THE TASK
Look through the data below. Collect every line where the word "filename" occurs.

RECORDED INFORMATION
[Start of section]
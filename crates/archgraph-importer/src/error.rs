use archgraph_signature::SignatureError;
use archgraph_types::{Diagnostic, Span};
use thiserror::Error;

/// Diagnostic code for signatures that do not match the grammar.
pub const MALFORMED_SIGNATURE: &str = "malformed-signature";
/// Diagnostic code for type variables declared neither by the class nor an enclosing class.
pub const UNRESOLVED_TYPE_VARIABLE: &str = "unresolved-type-variable";

pub type Result<T> = std::result::Result<T, BuildError>;

/// Failure to turn one class's signature into a type graph.
#[derive(Debug, Clone, PartialEq, Eq, Error)]
pub enum BuildError {
    #[error(transparent)]
    Malformed(#[from] SignatureError),
    #[error("type variable `{name}` at offset {offset} is not in scope")]
    UnresolvedTypeVariable { name: String, offset: usize },
}

impl BuildError {
    pub fn code(&self) -> &'static str {
        match self {
            BuildError::Malformed(_) => MALFORMED_SIGNATURE,
            BuildError::UnresolvedTypeVariable { .. } => UNRESOLVED_TYPE_VARIABLE,
        }
    }

    /// Byte offset into the raw signature.
    pub fn offset(&self) -> usize {
        match self {
            BuildError::Malformed(err) => err.offset(),
            BuildError::UnresolvedTypeVariable { offset, .. } => *offset,
        }
    }

    pub fn to_diagnostic(&self) -> Diagnostic {
        let span = match self {
            BuildError::Malformed(err) => Span::at(err.offset()),
            BuildError::UnresolvedTypeVariable { name, offset } => {
                // `T` + name + `;`
                Span::new(*offset, *offset + name.len() + 2)
            }
        };
        Diagnostic::error(self.code(), self.to_string(), Some(span))
    }
}
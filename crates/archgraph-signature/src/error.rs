pub type Result<T> = std::result::Result<T, SignatureError>;

/// Errors produced while lexing or parsing a generic signature.
#[derive(Debug, Clone, PartialEq, Eq, thiserror::Error)]
pub enum SignatureError {
    /// The input does not match the signature grammar at `offset` (a byte offset into the raw
    /// signature string).
    #[error("malformed signature at offset {offset}: {message}")]
    Malformed { offset: usize, message: String },
}

impl SignatureError {
    pub(crate) fn malformed(offset: usize, message: impl Into<String>) -> Self {
        SignatureError::Malformed {
            offset,
            message: message.into(),
        }
    }

    pub fn offset(&self) -> usize {
        match self {
            SignatureError::Malformed { offset, .. } => *offset,
        }
    }

    pub fn message(&self) -> &str {
        match self {
            SignatureError::Malformed { message, .. } => message,
        }
    }
}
[End of section]
YOUR SOLUTION
filename crates/archgraph-importer/src/error.rs
filename crates/archgraph-signature/src/error.rs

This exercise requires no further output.